ヴィッセルにつきまとってきた「もっとやれる」という言葉
実際のところ、得点力が今季のチームにとって大きな課題となっている。今季の全29試合で記録した得点数は、昨年のセカンドステージ17試合での得点数と同じだ。
ポドルスキを獲得しながらもその現状である。デビュー戦となった7月29日の大宮アルディージャ戦で2ゴールを挙げたポドルスキだが、その後はわずか2点を加えたのみであり、不満を募らせている様子がたびたび話題となっている。
ドイツのレジェンドに対してはやはり、チームの鍵となるクリエーターの役割が課されている。埼玉での試合では、彼が主に位置取っていた右サイドから神戸のチャンスの半数近くが生まれていた。
元アーセナルの32歳は、浦和の主力FW興梠慎三と同じような位置取りで、10.38kmという走行距離も興梠の10.4kmとほぼ同じ。パス数では63対17と興梠を4倍近く上回っていたが、それでも決定的な貢献をすることはできなかった。チームメートたちは、W杯王者でもあるポドルスキと波長を合わせるのに苦戦しているように見えることも多かった。
「もっと良い戦いができると思う。浦和にも他のチームにも勝つことはできる」とポドルスキは試合後に話していた。

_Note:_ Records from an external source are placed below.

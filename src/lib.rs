//! Static/SPA request router.
//!
//! Serves a pre-built single-page application from an ordered pair of asset
//! roots (build output first, repository root second), substituting the entry
//! document for any path that matches no real file so a client-side router can
//! take over. A JSON health endpoint is the only API surface.

pub mod config;
pub mod handler;
pub mod http;
pub mod logger;
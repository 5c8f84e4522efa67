//! Asset resolution module
//!
//! Implements the SPA lookup chain: the requested file under the primary
//! root (build output), then under the secondary root, then the entry
//! document from either root so a client-side router can handle the path.
//! Only when all three tiers miss does resolution report `NotFound`.

use crate::config::AssetsConfig;
use crate::http::mime;
use std::io;
use std::path::{Component, Path, PathBuf};
use tokio::fs;

/// Why a lookup ended without a file.
#[derive(Debug)]
pub enum ResolveError {
    /// Nothing matched in either root, including the entry document.
    NotFound,
    /// A filesystem fault other than absence (e.g. permission denied).
    /// Never folded into the fallback chain; the handler maps it to a 500.
    Io(io::Error),
}

/// A file picked by the lookup chain, ready to serve.
#[derive(Debug)]
pub struct ResolvedAsset {
    pub content: Vec<u8>,
    pub content_type: &'static str,
    /// True when the entry document was substituted for the requested path.
    pub is_entry_fallback: bool,
}

/// Resolve a request path against the asset roots.
///
/// An unsafe or empty path skips straight to the entry-document tier; for
/// SPA routing an unresolvable path is a client-side route, not an error.
pub async fn resolve(assets: &AssetsConfig, path: &str) -> Result<ResolvedAsset, ResolveError> {
    if let Some(relative) = sanitize_request_path(path) {
        if !relative.as_os_str().is_empty() {
            for root in [&assets.primary_root, &assets.secondary_root] {
                let candidate = Path::new(root).join(&relative);
                if let Some(content) = try_read(&candidate).await? {
                    let content_type = mime::get_content_type(
                        relative.extension().and_then(|e| e.to_str()),
                    );
                    return Ok(ResolvedAsset {
                        content,
                        content_type,
                        is_entry_fallback: false,
                    });
                }
            }
        }
    }

    resolve_entry_document(assets).await
}

/// Resolve the entry document, primary root first.
pub async fn resolve_entry_document(
    assets: &AssetsConfig,
) -> Result<ResolvedAsset, ResolveError> {
    let entry = Path::new(&assets.entry_document);
    for root in [&assets.primary_root, &assets.secondary_root] {
        let candidate = Path::new(root).join(entry);
        if let Some(content) = try_read(&candidate).await? {
            let content_type =
                mime::get_content_type(entry.extension().and_then(|e| e.to_str()));
            return Ok(ResolvedAsset {
                content,
                content_type,
                is_entry_fallback: true,
            });
        }
    }
    Err(ResolveError::NotFound)
}

/// Read a candidate file. `Ok(None)` is a miss (absent path or a
/// directory); any other failure is a fault that aborts resolution.
async fn try_read(candidate: &Path) -> Result<Option<Vec<u8>>, ResolveError> {
    let metadata = match fs::metadata(candidate).await {
        Ok(m) => m,
        Err(e) if e.kind() == io::ErrorKind::NotFound => return Ok(None),
        Err(e) => return Err(ResolveError::Io(e)),
    };
    if !metadata.is_file() {
        return Ok(None);
    }
    match fs::read(candidate).await {
        Ok(content) => Ok(Some(content)),
        Err(e) if e.kind() == io::ErrorKind::NotFound => Ok(None),
        Err(e) => Err(ResolveError::Io(e)),
    }
}

/// Reduce a request path to a relative path safe to join onto an asset
/// root. Parent-directory and rooted/prefix components reject the whole
/// path (a miss, which lands on the entry document).
fn sanitize_request_path(path: &str) -> Option<PathBuf> {
    let trimmed = path.trim_start_matches('/');
    let mut clean = PathBuf::new();
    for component in Path::new(trimmed).components() {
        match component {
            Component::Normal(part) => clean.push(part),
            Component::CurDir => {}
            _ => return None,
        }
    }
    Some(clean)
}
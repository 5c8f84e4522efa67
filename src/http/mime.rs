//! MIME type detection module
//!
//! Returns the corresponding Content-Type based on file extension.

/// Get MIME Content-Type based on file extension
///
/// # Examples
/// ```
/// use spaserve::http::mime::get_content_type;
/// assert_eq!(get_content_type(Some("html")), "text/html; charset=utf-8");
/// assert_eq!(get_content_type(Some("wasm")), "application/wasm");
/// assert_eq!(get_content_type(None), "application/octet-stream");
/// ```
pub fn get_content_type(extension: Option<&str>) -> &'static str {
    match extension {
        // Documents
        Some("html" | "htm") => "text/html; charset=utf-8",
        Some("css") => "text/css",
        Some("txt" | "md") => "text/plain; charset=utf-8",
        Some("xml") => "application/xml",

        // App bundle output
        Some("js" | "mjs") => "application/javascript",
        Some("json" | "map") => "application/json",
        Some("wasm") => "application/wasm",

        // Images
        Some("png") => "image/png",
        Some("jpg" | "jpeg") => "image/jpeg",
        Some("gif") => "image/gif",
        Some("svg") => "image/svg+xml",
        Some("ico") => "image/x-icon",
        Some("webp") => "image/webp",
        Some("avif") => "image/avif",

        // Fonts
        Some("woff") => "font/woff",
        Some("woff2") => "font/woff2",
        Some("ttf") => "font/ttf",
        Some("otf") => "font/otf",

        // Media occasionally shipped with game frontends
        Some("mp3") => "audio/mpeg",
        Some("ogg") => "audio/ogg",
        Some("wav") => "audio/wav",
        Some("mp4") => "video/mp4",
        Some("webm") => "video/webm",

        // Default
        _ => "application/octet-stream",
    }
}
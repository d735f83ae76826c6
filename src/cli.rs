//! # Command Line Interface
//!
//! Process-level flags. Everything behavioral (endpoints, overrides) comes
//! from environment variables via [`crate::Settings`]; the CLI only controls
//! where the process listens and how it logs.

use std::net::SocketAddr;
use std::path::PathBuf;

use clap::Parser;

#[derive(Debug, Parser)]
#[command(name = "gcp-secrets-provider")]
#[command(about = "Secrets Store CSI provider for Google Secret Manager and Parameter Manager")]
#[command(version = env!("CARGO_PKG_VERSION"))]
pub struct Cli {
    /// Unix socket path the CSI driver connects to
    #[arg(
        long,
        default_value = "/etc/kubernetes/secrets-store-csi-providers/gcp.sock"
    )]
    pub socket_path: PathBuf,

    /// Prometheus metrics listen address; metrics are disabled when unset
    #[arg(long)]
    pub metrics_addr: Option<SocketAddr>,

    /// Default log level (overridden by RUST_LOG)
    #[arg(long, default_value = "info")]
    pub log_level: String,

    /// Emit logs as JSON
    #[arg(long)]
    pub log_json: bool,
}

#[cfg(test)]
mod tests {
    use super::*;

    #[test]
    fn defaults_parse() {
        let cli = Cli::parse_from(["gcp-secrets-provider"]);
        assert!(cli.socket_path.to_string_lossy().ends_with("gcp.sock"));
        assert!(cli.metrics_addr.is_none());
        assert_eq!(cli.log_level, "info");
        assert!(!cli.log_json);
    }

    #[test]
    fn flags_override_defaults() {
        let cli = Cli::parse_from([
            "gcp-secrets-provider",
            "--socket-path",
            "/tmp/test.sock",
            "--metrics-addr",
            "127.0.0.1:9090",
            "--log-level",
            "debug",
            "--log-json",
        ]);
        assert_eq!(cli.socket_path, PathBuf::from("/tmp/test.sock"));
        assert_eq!(cli.metrics_addr.unwrap().port(), 9090);
        assert!(cli.log_json);
    }
}
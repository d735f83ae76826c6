//! Workload identity derivation.
//!
//! Determines the token-exchange audience for the cluster the provider runs
//! in. GKE-style derivation (project + cluster name/location, from env
//! overrides or the metadata server) is attempted first; when that fails the
//! resolver falls back to an `external_account` credential-configuration file
//! (fleet / federated workload identity), taking the audience and token
//! endpoint directly from its contents.

use serde::Deserialize;
use tracing::debug;

use super::MetadataClient;
use crate::config::Settings;
use crate::errors::{ProviderError, Result};

const CREDENTIALS_FILE_ENV: &str = "GOOGLE_APPLICATION_CREDENTIALS";

/// A derived workload identity: the STS audience plus an optional
/// endpoint override carried by external_account credential files.
#[derive(Debug, Clone, PartialEq)]
pub struct WorkloadIdentity {
    pub audience: String,
    pub token_endpoint: Option<String>,
}

/// Derive the workload identity: GKE first, external_account fallback.
pub async fn derive(settings: &Settings, metadata: &MetadataClient) -> Result<WorkloadIdentity> {
    match gke_identity(settings, metadata).await {
        Ok(identity) => Ok(identity),
        Err(gke_err) => {
            debug!(error = %gke_err, "GKE identity derivation failed, trying external_account credentials");
            let path = std::env::var(CREDENTIALS_FILE_ENV).map_err(|_| {
                ProviderError::auth(format!(
                    "workload identity derivation failed: {}; and {} is not set",
                    gke_err, CREDENTIALS_FILE_ENV
                ))
            })?;
            external_account_identity(&path).map_err(|fed_err| {
                ProviderError::auth(format!(
                    "workload identity derivation failed: GKE: {}; external_account: {}",
                    gke_err, fed_err
                ))
            })
        }
    }
}

async fn gke_identity(settings: &Settings, metadata: &MetadataClient) -> Result<WorkloadIdentity> {
    let project = match &settings.project_id {
        Some(project) => project.clone(),
        None => metadata.project_id().await?,
    };
    let cluster_name = match &settings.cluster_name {
        Some(name) => name.clone(),
        None => metadata.instance_attribute("cluster-name").await?,
    };
    let cluster_location = match &settings.cluster_location {
        Some(location) => location.clone(),
        None => metadata.instance_attribute("cluster-location").await?,
    };

    let pool = format!("{}.svc.id.goog", project);
    let provider = format!(
        "https://container.googleapis.com/v1/projects/{}/locations/{}/clusters/{}",
        project, cluster_location, cluster_name
    );
    Ok(WorkloadIdentity {
        audience: format!("identitynamespace:{}:{}", pool, provider),
        token_endpoint: None,
    })
}

/// Read an `external_account` credential-configuration file and take the
/// audience (and token endpoint) from it.
pub fn external_account_identity(path: &str) -> Result<WorkloadIdentity> {
    #[derive(Deserialize)]
    struct ExternalAccount {
        #[serde(rename = "type")]
        credential_type: String,
        audience: String,
        #[serde(default)]
        token_url: Option<String>,
    }

    let contents = std::fs::read_to_string(path).map_err(|e| {
        ProviderError::auth(format!("failed to read credential config '{}': {}", path, e))
    })?;
    let account: ExternalAccount = serde_json::from_str(&contents).map_err(|e| {
        ProviderError::auth(format!("failed to parse credential config '{}': {}", path, e))
    })?;
    if account.credential_type != "external_account" {
        return Err(ProviderError::auth(format!(
            "credential config '{}' has type '{}', expected external_account",
            path, account.credential_type
        )));
    }
    Ok(WorkloadIdentity { audience: account.audience, token_endpoint: account.token_url })
}

#[cfg(test)]
mod tests {
    use super::*;
    use std::io::Write;

    #[test]
    fn external_account_file_supplies_audience_and_endpoint() {
        let mut file = tempfile::NamedTempFile::new().unwrap();
        let config = serde_json::json!({
            "type": "external_account",
            "audience": "//iam.googleapis.com/projects/1/locations/global/workloadIdentityPools/pool/providers/prov",
            "token_url": "https://sts.googleapis.com/v1/token",
        });
        file.write_all(config.to_string().as_bytes()).unwrap();

        let identity = external_account_identity(file.path().to_str().unwrap()).unwrap();
        assert!(identity.audience.starts_with("//iam.googleapis.com/"));
        assert_eq!(identity.token_endpoint.as_deref(), Some("https://sts.googleapis.com/v1/token"));
    }

    #[test]
    fn non_external_account_file_is_rejected() {
        let mut file = tempfile::NamedTempFile::new().unwrap();
        let config = serde_json::json!({
            "type": "service_account",
            "audience": "whatever",
        });
        file.write_all(config.to_string().as_bytes()).unwrap();

        let err = external_account_identity(file.path().to_str().unwrap()).unwrap_err();
        assert!(err.to_string().contains("expected external_account"));
    }

    #[test]
    fn missing_file_is_an_auth_error() {
        let err = external_account_identity("/definitely/not/here.json").unwrap_err();
        assert_eq!(err.code(), tonic::Code::PermissionDenied);
    }
}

「だが忘れてはならないのは、これで(天皇杯も含めて)6試合か7試合負けていないということだ。神戸は今のJリーグの中で調子の良いチームだと思う。周囲が考えているように何もかもが悪いという状況じゃない」
確かにその通りではあるだろう。だが、「もっとやれる」という言葉は長年にわたってヴィッセルにつきまとってきた。オーナーの楽天が世界的なスポーツ市場へと本格的に重点を移しつつある中、神戸にはすぐにでもタイトル獲得を実現させることが必要だ。だが今季はまたしても不毛な1年だったとして片付けられることになるだろう。